Too much wet cat food is wasted because people feed their cat before they are hungry. The potential wastage of wet cat food encourages cat owners to feed dry which I think people now accept as less than ideal.

Just opening the can or pouch will render wet cat food unusable quite quickly in terms of palatability to a cat.

The only sure way of knowing if your cat is hungry is if he eats all the food you have provided or whether he leaves part of it; sometimes a lot of it. By then it is too late. And high quality cat food is as expensive or more expensive than human food on a price per gram comparison. Waste is undesirable. Waste is also a problem with refuse collectors as it is an excellent medium for maggots and so on.

Crudely and cruelly speaking, if you starve your cat for a couple of days he is bound to be hungry but that is obviously a non-starter.

How do you know when your cat is hungry? Yes, cats sometimes ask for food by meowing when hungry but not all cats do this. More demonstrative cats will probably rub against your legs and pester you for food when hungry. But they might do this when they are not hungry just because it is part of a routine.

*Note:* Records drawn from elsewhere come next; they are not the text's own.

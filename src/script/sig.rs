//! ECDSA signature encoding rules (BIP66 strict DER, BIP62 low-S, STRICTENC
//! hash types).
//!
//! All functions take the signature as it appears on the stack, with the
//! trailing hash-type byte.

use bitcoin::secp256k1::ecdsa::Signature as EcdsaSignature;

use super::{ScriptError, ScriptFlags};
use crate::{VERIFY_DERSIG, VERIFY_LOW_S, VERIFY_STRICTENC};

const SIGHASH_ANYONECANPAY: u8 = 0x80;

/// Strict DER check of a signature including its hash-type byte.
///
/// Format: `0x30 [total-len] 0x02 [R-len] [R] 0x02 [S-len] [S] [sighash]`,
/// with minimally encoded, non-negative R and S.
pub fn is_valid_signature_encoding(sig: &[u8]) -> bool {
    if sig.len() < 9 || sig.len() > 73 {
        return false;
    }
    if sig[0] != 0x30 || sig[1] as usize != sig.len() - 3 {
        return false;
    }

    let len_r = sig[3] as usize;
    if 5 + len_r >= sig.len() {
        return false;
    }
    let len_s = sig[5 + len_r] as usize;
    if len_r + len_s + 7 != sig.len() {
        return false;
    }

    if sig[2] != 0x02 || len_r == 0 || sig[4] & 0x80 != 0 {
        return false;
    }
    if len_r > 1 && sig[4] == 0x00 && sig[5] & 0x80 == 0 {
        return false;
    }

    if sig[len_r + 4] != 0x02 || len_s == 0 || sig[len_r + 6] & 0x80 != 0 {
        return false;
    }
    !(len_s > 1 && sig[len_r + 6] == 0x00 && sig[len_r + 7] & 0x80 == 0)
}

/// True when S is at most half the curve order.
pub fn is_low_der_signature(sig: &[u8]) -> bool {
    if !is_valid_signature_encoding(sig) {
        return false;
    }
    let Ok(signature) = EcdsaSignature::from_der_lax(&sig[..sig.len() - 1]) else {
        return false;
    };
    let mut normalized = signature;
    normalized.normalize_s();
    normalized == signature
}

/// Hash type is one of ALL, NONE or SINGLE, optionally with ANYONECANPAY.
pub fn is_defined_hashtype_signature(sig: &[u8]) -> bool {
    let Some(&hash_type) = sig.last() else {
        return false;
    };
    matches!(hash_type & !SIGHASH_ANYONECANPAY, 0x01..=0x03)
}

/// Applies the signature encoding rules selected by `flags`.
///
/// The empty signature is always acceptable: it is the canonical way to
/// provide a deliberately failing signature.
pub fn check_signature_encoding(sig: &[u8], flags: ScriptFlags) -> Result<(), ScriptError> {
    if sig.is_empty() {
        return Ok(());
    }
    if flags.intersects(VERIFY_DERSIG | VERIFY_LOW_S | VERIFY_STRICTENC)
        && !is_valid_signature_encoding(sig)
    {
        return Err(ScriptError::SigDer);
    }
    if flags.contains(VERIFY_LOW_S) && !is_low_der_signature(sig) {
        return Err(ScriptError::SigHighS);
    }
    if flags.contains(VERIFY_STRICTENC) && !is_defined_hashtype_signature(sig) {
        return Err(ScriptError::SigHashType);
    }
    Ok(())
}
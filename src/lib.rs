//! Bitcoin Script execution matching Bitcoin Core's consensus rules.
//!
//! Scripts are interpreted at the token level: [`script::parse_script`] decodes
//! raw bytes into [`script::ScriptToken`]s, [`script::evaluate`] threads a
//! [`script::ScriptProgram`] through the opcode evaluators, and the functions
//! in this module expose the whole scriptSig / scriptPubKey / witness check
//! through the familiar `libbitcoinconsensus` entry points.

pub mod script;
mod tx;

pub use script::{ScriptError, ScriptFlags};
pub use tx::TransactionContext;

use bitcoin::{Amount, Script};
use thiserror::Error;

/// Do not enable any verification.
pub const VERIFY_NONE: u32 = 0;
/// Evaluate P2SH (BIP16) subscripts.
pub const VERIFY_P2SH: u32 = 1 << 0;
/// Enforce strict ECDSA encoding (BIP62).
pub const VERIFY_STRICTENC: u32 = 1 << 1;
/// Enforce strict DER (BIP66) compliance.
pub const VERIFY_DERSIG: u32 = 1 << 2;
/// Require signatures to use low-S form (BIP62).
pub const VERIFY_LOW_S: u32 = 1 << 3;
/// Enforce NULLDUMMY (BIP147).
pub const VERIFY_NULLDUMMY: u32 = 1 << 4;
/// Require scriptSig to be push only.
pub const VERIFY_SIGPUSHONLY: u32 = 1 << 5;
/// Require minimal data encodings (BIP62).
pub const VERIFY_MINIMALDATA: u32 = 1 << 6;
/// Discourage use of upgradable NOP opcodes.
pub const VERIFY_DISCOURAGE_UPGRADABLE_NOPS: u32 = 1 << 7;
/// Require a clean stack after evaluation.
pub const VERIFY_CLEANSTACK: u32 = 1 << 8;
/// Enable CHECKLOCKTIMEVERIFY (BIP65).
pub const VERIFY_CHECKLOCKTIMEVERIFY: u32 = 1 << 9;
/// Enable CHECKSEQUENCEVERIFY (BIP112).
pub const VERIFY_CHECKSEQUENCEVERIFY: u32 = 1 << 10;
/// Enable WITNESS (BIP141).
pub const VERIFY_WITNESS: u32 = 1 << 11;
/// Discourage unknown witness program versions (policy).
pub const VERIFY_DISCOURAGE_UPGRADABLE_WITNESS_PROGRAM: u32 = 1 << 12;
/// Require minimal encodings for IF/NOTIF arguments in witness v0 scripts.
pub const VERIFY_MINIMALIF: u32 = 1 << 13;
/// Enforce NULLFAIL behaviour (BIP146).
pub const VERIFY_NULLFAIL: u32 = 1 << 14;
/// Require compressed pubkeys in segwit v0 contexts.
pub const VERIFY_WITNESS_PUBKEYTYPE: u32 = 1 << 15;
/// Reject OP_CODESEPARATOR and FindAndDelete hits in legacy scripts.
pub const VERIFY_CONST_SCRIPTCODE: u32 = 1 << 16;

/// Aggregate of all soft-fork flags prior to Taproot activation.
pub const VERIFY_ALL_PRE_TAPROOT: u32 = VERIFY_P2SH
    | VERIFY_DERSIG
    | VERIFY_NULLDUMMY
    | VERIFY_CHECKLOCKTIMEVERIFY
    | VERIFY_CHECKSEQUENCEVERIFY
    | VERIFY_WITNESS;

/// Consensus flags in force at `height` on Bitcoin mainnet.
pub fn height_to_flags(height: u32) -> u32 {
    let mut flag = VERIFY_NONE;

    if height >= 173_805 {
        flag |= VERIFY_P2SH;
    }
    if height >= 363_725 {
        flag |= VERIFY_DERSIG;
    }
    if height >= 388_381 {
        flag |= VERIFY_CHECKLOCKTIMEVERIFY;
    }
    if height >= 419_328 {
        flag |= VERIFY_CHECKSEQUENCEVERIFY;
    }
    if height >= 481_824 {
        flag |= VERIFY_NULLDUMMY | VERIFY_WITNESS;
    }

    flag
}

/// `libbitcoinconsensus` API version the entry points below follow.
pub const CONSENSUS_VERSION: u32 = 1;

pub fn version() -> u32 {
    CONSENSUS_VERSION
}

/// Detailed failure information returned by the diagnostic verification APIs.
///
/// `script_error` is [`ScriptError::Ok`] when verification never reached the
/// interpreter, e.g. because the transaction failed to decode.
#[derive(Debug, Copy, Clone, PartialEq, Eq)]
pub struct ScriptFailure {
    /// High-level error code compatible with `libbitcoinconsensus`.
    pub error: Error,
    /// Detailed interpreter error, mirroring Bitcoin Core's `ScriptError`.
    pub script_error: ScriptError,
}

/// Verifies input `input_index` of `spending_transaction` against the output
/// it spends, using every pre-Taproot soft fork.
pub fn verify(
    spent_output: &[u8],
    amount: u64,
    spending_transaction: &[u8],
    input_index: usize,
) -> Result<(), Error> {
    verify_with_flags(
        spent_output,
        amount,
        spending_transaction,
        input_index,
        VERIFY_ALL_PRE_TAPROOT,
    )
}

/// Same as [`verify`] but also reports the interpreter's `ScriptError`.
pub fn verify_with_details(
    spent_output: &[u8],
    amount: u64,
    spending_transaction: &[u8],
    input_index: usize,
) -> Result<(), ScriptFailure> {
    perform_verification(
        spent_output,
        amount,
        spending_transaction,
        input_index,
        VERIFY_ALL_PRE_TAPROOT,
    )
}

/// Same as [`verify`] but with explicit script verification flags.
pub fn verify_with_flags(
    spent_output_script: &[u8],
    amount: u64,
    spending_transaction: &[u8],
    input_index: usize,
    flags: u32,
) -> Result<(), Error> {
    perform_verification(
        spent_output_script,
        amount,
        spending_transaction,
        input_index,
        flags,
    )
    .map_err(|failure| failure.error)
}

/// Same as [`verify_with_flags`] but also reports the interpreter's `ScriptError`.
pub fn verify_with_flags_detailed(
    spent_output_script: &[u8],
    amount: u64,
    spending_transaction: &[u8],
    input_index: usize,
    flags: u32,
) -> Result<(), ScriptFailure> {
    perform_verification(
        spent_output_script,
        amount,
        spending_transaction,
        input_index,
        flags,
    )
}

/// Core's amount-less `verify_script`, usable only for non-witness checks.
pub fn verify_without_amount(
    spent_output_script: &[u8],
    spending_transaction: &[u8],
    input_index: usize,
    flags: u32,
) -> Result<(), Error> {
    if flags & VERIFY_WITNESS != 0 {
        return Err(Error::ERR_AMOUNT_REQUIRED);
    }
    verify_with_flags(spent_output_script, 0, spending_transaction, input_index, flags)
}

fn perform_verification(
    spent_output_script: &[u8],
    amount: u64,
    spending_transaction: &[u8],
    input_index: usize,
    flags: u32,
) -> Result<(), ScriptFailure> {
    let before_script = |error: Error| ScriptFailure {
        error,
        script_error: ScriptError::Ok,
    };

    let flags = ScriptFlags::from_bits(flags).map_err(before_script)?;
    let tx_ctx = TransactionContext::parse(spending_transaction).map_err(before_script)?;
    tx_ctx
        .ensure_input_index(input_index)
        .map_err(before_script)?;

    script::verify_input(
        tx_ctx.tx(),
        input_index,
        Script::from_bytes(spent_output_script),
        Amount::from_sat(amount),
        flags,
    )
    .map_err(|script_error| ScriptFailure {
        error: Error::ERR_SCRIPT,
        script_error,
    })
}

/// Errors returned by the consensus verifier.
///
/// The variants mirror the identifiers exposed by `libbitcoinconsensus`.
#[allow(non_camel_case_types)]
#[derive(Debug, Copy, Clone, PartialEq, Eq, Hash, Error)]
#[repr(C)]
pub enum Error {
    /// The script failed; also Core's "not set" value.
    #[error("error value was not set (value still 0)")]
    ERR_SCRIPT = 0,
    /// An invalid index for `txTo`.
    #[error("an invalid index for txTo")]
    ERR_TX_INDEX,
    /// `txToLen` did not match with the size of `txTo`.
    #[error("txToLen did not match with the size of txTo")]
    ERR_TX_SIZE_MISMATCH,
    /// An error deserializing `txTo`.
    #[error("an error deserializing txTo")]
    ERR_TX_DESERIALIZE,
    /// Input amount is required if WITNESS is used.
    #[error("input amount is required if WITNESS is used")]
    ERR_AMOUNT_REQUIRED,
    /// Script verification `flags` are invalid.
    #[error("script verification flags are invalid")]
    ERR_INVALID_FLAGS,
}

There are times when your cat likes to eat so you feed him at those times. You don’t really need to know if your cat is hungry. Except you’ll waste cat food if he is not truly hungry and ready for a meal.

If you feed your cat dry cat food exclusively there is no problem. Dry food can be put down permanently and your cat can graze on it when hungry (please see M E King’s comment below: dry food bowls need changing regularly). But this is not a solution. Cats need high quality wet food.

The problem I am referring to concerns wet cat food which does not last long once in the bowl. In hot climates it would be unpalatable to a cat after a couple of hours unless he is starving.

So tell me what do you do to ensure that your cat eats all the wet food on the plate other than putting down tiny portions. Tiny portions are good but the can or sachet is open and the remainder will go off.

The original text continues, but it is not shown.